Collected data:
• • • • •

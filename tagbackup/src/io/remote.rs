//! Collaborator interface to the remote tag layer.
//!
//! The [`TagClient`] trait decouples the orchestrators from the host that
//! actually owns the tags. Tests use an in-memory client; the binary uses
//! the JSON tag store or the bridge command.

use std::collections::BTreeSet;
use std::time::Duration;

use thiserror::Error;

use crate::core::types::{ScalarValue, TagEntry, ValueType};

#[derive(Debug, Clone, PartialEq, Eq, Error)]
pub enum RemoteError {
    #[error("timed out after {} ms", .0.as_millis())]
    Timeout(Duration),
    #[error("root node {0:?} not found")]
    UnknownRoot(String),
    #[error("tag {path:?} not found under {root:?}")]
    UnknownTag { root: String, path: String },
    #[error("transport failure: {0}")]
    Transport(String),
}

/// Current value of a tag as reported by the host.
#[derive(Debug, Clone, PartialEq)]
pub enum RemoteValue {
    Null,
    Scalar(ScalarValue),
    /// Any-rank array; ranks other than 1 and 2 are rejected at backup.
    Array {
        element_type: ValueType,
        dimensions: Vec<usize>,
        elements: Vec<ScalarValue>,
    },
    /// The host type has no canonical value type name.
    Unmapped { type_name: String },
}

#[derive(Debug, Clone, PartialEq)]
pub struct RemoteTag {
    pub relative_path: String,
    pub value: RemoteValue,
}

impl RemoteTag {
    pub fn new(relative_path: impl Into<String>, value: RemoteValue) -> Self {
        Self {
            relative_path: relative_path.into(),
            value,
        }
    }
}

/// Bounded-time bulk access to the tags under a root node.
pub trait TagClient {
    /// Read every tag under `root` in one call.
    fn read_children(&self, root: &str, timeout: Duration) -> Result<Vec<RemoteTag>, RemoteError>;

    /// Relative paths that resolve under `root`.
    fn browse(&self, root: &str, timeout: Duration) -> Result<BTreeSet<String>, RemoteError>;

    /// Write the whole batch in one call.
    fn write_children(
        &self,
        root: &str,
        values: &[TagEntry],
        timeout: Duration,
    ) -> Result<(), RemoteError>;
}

• • • • •

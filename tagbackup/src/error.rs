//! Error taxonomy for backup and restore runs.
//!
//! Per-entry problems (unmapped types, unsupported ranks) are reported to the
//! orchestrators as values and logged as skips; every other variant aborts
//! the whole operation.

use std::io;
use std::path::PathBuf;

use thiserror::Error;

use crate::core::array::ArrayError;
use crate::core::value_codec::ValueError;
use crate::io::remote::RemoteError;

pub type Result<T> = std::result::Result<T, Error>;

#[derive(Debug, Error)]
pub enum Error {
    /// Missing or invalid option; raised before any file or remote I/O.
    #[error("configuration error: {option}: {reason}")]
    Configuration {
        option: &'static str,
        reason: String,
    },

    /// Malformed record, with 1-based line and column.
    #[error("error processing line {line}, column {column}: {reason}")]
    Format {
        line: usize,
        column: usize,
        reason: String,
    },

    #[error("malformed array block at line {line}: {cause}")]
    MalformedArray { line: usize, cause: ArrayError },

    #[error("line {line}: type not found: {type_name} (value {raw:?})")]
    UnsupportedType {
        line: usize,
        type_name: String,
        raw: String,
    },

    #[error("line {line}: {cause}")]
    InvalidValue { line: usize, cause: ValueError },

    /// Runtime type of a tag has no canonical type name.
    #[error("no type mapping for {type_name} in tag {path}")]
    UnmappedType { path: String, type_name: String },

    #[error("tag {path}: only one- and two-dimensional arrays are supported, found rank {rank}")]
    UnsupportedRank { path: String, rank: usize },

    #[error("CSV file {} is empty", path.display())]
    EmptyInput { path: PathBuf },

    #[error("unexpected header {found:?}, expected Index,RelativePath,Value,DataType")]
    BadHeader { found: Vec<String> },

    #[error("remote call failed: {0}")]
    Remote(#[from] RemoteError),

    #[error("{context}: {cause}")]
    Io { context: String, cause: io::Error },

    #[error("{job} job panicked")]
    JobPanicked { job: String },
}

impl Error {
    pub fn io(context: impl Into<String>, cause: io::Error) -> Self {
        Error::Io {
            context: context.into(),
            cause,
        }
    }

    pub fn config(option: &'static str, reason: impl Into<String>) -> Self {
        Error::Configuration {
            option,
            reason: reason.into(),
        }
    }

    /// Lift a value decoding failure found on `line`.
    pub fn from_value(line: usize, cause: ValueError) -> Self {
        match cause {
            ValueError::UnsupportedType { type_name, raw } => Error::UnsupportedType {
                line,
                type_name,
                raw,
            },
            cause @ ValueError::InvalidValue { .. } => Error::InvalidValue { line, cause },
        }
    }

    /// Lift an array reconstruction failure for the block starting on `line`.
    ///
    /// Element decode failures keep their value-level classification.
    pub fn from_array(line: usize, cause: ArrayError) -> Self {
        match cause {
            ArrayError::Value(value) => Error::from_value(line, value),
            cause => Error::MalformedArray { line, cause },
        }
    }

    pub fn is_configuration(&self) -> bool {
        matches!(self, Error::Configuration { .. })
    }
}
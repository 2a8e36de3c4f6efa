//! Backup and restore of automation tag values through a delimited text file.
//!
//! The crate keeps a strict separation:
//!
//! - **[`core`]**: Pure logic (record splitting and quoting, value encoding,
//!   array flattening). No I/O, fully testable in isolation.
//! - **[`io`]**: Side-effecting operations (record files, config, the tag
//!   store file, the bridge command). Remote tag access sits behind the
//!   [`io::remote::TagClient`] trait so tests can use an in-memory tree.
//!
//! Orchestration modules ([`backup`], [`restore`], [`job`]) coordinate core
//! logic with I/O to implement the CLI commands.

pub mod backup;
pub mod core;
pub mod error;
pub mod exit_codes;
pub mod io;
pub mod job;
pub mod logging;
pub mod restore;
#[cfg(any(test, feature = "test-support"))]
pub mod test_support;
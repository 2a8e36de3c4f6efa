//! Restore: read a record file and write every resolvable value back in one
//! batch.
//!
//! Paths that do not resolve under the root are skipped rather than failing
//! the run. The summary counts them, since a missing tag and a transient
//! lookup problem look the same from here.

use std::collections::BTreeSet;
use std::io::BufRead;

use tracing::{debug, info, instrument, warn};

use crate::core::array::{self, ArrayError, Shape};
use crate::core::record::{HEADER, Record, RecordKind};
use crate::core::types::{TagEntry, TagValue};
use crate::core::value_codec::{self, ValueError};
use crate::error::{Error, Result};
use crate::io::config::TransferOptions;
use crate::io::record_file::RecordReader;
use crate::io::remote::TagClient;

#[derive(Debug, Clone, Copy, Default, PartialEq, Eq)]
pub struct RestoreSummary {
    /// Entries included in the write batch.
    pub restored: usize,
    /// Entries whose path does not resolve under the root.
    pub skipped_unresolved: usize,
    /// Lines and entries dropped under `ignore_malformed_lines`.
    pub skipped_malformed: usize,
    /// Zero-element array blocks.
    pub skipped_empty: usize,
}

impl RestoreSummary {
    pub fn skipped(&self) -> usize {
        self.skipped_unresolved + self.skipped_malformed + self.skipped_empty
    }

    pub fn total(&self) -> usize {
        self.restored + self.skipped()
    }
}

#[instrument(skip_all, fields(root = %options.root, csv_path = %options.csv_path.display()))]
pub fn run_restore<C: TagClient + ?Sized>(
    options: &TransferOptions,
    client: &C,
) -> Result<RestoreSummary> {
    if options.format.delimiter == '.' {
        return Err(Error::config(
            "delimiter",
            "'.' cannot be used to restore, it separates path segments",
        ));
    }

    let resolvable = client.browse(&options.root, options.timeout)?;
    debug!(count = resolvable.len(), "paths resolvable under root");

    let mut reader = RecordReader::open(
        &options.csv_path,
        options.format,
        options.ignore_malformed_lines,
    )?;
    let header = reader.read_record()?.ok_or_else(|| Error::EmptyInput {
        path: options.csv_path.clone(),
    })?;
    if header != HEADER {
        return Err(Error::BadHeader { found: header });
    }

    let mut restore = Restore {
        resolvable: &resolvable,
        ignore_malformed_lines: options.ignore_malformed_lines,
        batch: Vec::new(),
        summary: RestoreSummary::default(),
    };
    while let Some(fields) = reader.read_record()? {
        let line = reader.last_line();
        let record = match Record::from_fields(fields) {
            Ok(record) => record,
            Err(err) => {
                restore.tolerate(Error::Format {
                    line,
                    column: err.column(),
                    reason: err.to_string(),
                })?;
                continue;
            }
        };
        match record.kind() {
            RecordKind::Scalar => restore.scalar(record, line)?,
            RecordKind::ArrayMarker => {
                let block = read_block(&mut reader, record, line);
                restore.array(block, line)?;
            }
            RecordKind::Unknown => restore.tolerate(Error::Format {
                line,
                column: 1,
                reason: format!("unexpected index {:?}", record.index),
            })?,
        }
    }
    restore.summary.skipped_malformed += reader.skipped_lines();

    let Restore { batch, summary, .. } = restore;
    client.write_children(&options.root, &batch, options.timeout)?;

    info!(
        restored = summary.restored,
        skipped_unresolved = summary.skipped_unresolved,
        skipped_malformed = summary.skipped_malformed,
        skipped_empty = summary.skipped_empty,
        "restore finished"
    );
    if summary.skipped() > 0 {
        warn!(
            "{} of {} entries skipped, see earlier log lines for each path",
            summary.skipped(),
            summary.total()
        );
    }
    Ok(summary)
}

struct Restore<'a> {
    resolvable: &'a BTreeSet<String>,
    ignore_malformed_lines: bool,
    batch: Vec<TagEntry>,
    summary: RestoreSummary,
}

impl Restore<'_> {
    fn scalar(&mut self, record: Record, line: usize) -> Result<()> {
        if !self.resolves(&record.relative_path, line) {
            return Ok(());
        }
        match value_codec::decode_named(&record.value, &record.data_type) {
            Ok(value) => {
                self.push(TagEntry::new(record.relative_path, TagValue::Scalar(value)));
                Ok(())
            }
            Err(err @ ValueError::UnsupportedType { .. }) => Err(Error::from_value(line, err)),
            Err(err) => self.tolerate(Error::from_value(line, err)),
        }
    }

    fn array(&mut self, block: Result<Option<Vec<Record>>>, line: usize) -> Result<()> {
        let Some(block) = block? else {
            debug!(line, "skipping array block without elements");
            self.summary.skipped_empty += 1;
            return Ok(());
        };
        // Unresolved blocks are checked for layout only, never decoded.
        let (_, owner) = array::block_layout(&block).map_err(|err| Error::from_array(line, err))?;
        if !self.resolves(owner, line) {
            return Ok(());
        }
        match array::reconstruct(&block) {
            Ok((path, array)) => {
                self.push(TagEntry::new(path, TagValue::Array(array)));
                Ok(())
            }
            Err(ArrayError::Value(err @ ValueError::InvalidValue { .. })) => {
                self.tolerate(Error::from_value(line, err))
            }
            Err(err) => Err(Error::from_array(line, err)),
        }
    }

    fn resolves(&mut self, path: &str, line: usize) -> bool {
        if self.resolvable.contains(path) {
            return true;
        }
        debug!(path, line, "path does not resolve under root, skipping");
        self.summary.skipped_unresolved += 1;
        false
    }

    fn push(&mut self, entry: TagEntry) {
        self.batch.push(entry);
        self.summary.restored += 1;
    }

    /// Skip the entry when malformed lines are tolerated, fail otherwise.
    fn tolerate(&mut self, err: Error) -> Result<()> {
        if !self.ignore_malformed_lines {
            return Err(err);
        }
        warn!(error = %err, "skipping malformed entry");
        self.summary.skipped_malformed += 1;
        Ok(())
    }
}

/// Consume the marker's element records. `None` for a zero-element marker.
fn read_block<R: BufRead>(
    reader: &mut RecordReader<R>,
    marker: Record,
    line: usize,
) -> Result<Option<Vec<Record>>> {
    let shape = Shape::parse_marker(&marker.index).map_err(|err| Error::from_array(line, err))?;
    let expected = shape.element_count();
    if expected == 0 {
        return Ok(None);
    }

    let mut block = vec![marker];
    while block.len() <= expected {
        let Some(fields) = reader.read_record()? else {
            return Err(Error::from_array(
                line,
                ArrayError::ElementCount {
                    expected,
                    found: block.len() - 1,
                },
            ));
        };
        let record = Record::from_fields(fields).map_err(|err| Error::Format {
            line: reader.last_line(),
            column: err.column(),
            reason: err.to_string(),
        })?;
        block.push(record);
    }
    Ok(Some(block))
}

• • • • •

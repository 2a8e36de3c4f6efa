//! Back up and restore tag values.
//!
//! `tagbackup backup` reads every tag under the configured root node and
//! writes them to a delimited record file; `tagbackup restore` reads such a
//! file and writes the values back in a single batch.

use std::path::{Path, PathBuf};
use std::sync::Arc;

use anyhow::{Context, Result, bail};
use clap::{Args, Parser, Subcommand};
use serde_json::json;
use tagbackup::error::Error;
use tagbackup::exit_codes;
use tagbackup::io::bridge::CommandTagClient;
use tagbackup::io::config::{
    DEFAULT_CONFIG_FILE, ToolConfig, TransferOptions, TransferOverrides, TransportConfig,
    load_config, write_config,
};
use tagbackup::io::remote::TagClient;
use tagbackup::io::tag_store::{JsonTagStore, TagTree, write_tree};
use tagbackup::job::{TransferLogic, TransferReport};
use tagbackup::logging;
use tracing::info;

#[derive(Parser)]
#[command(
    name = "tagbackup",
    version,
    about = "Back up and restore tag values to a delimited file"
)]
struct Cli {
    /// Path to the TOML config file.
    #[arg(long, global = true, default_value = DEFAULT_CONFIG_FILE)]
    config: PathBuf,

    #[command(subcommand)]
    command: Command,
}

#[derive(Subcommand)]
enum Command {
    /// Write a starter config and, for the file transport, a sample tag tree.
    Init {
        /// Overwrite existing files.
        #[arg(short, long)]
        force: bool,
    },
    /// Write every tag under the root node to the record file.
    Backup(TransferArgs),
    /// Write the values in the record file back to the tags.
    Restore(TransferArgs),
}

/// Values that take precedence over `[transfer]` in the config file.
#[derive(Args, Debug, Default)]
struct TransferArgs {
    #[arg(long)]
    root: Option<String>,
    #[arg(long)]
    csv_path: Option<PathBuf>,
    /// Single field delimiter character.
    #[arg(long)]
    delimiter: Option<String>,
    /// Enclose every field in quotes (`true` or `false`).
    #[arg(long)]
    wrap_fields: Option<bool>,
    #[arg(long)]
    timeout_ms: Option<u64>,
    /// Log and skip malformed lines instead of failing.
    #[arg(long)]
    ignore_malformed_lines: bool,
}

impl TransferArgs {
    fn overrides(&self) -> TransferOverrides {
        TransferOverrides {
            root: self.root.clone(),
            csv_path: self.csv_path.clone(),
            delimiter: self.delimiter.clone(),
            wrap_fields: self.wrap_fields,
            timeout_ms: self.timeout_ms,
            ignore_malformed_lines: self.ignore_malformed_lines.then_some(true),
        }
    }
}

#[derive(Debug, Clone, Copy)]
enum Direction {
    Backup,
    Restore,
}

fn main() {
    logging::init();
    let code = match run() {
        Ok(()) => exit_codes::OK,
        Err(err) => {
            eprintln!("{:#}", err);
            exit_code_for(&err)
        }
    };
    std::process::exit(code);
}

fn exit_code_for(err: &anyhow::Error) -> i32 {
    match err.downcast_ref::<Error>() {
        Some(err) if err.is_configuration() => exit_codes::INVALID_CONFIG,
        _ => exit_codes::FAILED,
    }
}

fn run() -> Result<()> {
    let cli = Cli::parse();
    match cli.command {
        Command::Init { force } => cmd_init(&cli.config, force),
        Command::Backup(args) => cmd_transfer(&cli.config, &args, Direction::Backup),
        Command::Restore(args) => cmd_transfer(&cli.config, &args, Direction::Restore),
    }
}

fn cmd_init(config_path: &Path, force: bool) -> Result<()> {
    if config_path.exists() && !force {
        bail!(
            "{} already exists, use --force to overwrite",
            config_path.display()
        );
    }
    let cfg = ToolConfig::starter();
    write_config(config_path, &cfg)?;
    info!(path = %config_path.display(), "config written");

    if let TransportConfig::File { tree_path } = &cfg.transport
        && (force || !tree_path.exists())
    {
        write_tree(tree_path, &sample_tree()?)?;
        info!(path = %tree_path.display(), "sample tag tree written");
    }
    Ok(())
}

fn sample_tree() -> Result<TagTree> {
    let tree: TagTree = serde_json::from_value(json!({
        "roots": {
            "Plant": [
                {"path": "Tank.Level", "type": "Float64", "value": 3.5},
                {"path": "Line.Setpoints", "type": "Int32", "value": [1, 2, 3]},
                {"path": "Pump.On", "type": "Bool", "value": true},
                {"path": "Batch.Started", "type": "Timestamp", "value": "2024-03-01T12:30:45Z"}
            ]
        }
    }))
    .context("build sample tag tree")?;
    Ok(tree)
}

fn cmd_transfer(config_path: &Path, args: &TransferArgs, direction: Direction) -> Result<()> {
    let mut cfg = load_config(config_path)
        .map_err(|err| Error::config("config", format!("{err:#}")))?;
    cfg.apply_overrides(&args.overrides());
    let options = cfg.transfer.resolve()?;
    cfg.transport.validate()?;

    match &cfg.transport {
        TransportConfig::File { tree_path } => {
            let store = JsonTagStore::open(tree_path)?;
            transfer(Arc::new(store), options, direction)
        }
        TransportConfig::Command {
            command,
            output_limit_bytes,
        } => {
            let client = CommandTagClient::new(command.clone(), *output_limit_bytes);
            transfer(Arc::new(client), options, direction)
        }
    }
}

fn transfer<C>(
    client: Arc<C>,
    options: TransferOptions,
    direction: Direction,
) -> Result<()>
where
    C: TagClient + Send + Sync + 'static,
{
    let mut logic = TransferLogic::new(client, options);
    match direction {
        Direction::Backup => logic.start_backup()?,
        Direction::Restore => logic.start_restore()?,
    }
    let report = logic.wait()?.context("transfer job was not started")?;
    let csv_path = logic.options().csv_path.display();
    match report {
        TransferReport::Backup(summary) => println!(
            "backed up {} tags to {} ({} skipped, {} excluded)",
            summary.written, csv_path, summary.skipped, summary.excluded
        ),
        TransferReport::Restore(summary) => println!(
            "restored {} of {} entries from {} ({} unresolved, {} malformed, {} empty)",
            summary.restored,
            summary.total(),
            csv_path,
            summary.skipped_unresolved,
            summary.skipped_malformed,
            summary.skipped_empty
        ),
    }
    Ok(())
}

• • • • •

WORK INSTRUCTIONS:
Across all the records, find the lines containing the word "access" and reproduce each one.

WRITTEN RESPONSE:
/// Bounded-time bulk access to the tags under a root node.
//!   store file, the bridge command). Remote tag access sits behind the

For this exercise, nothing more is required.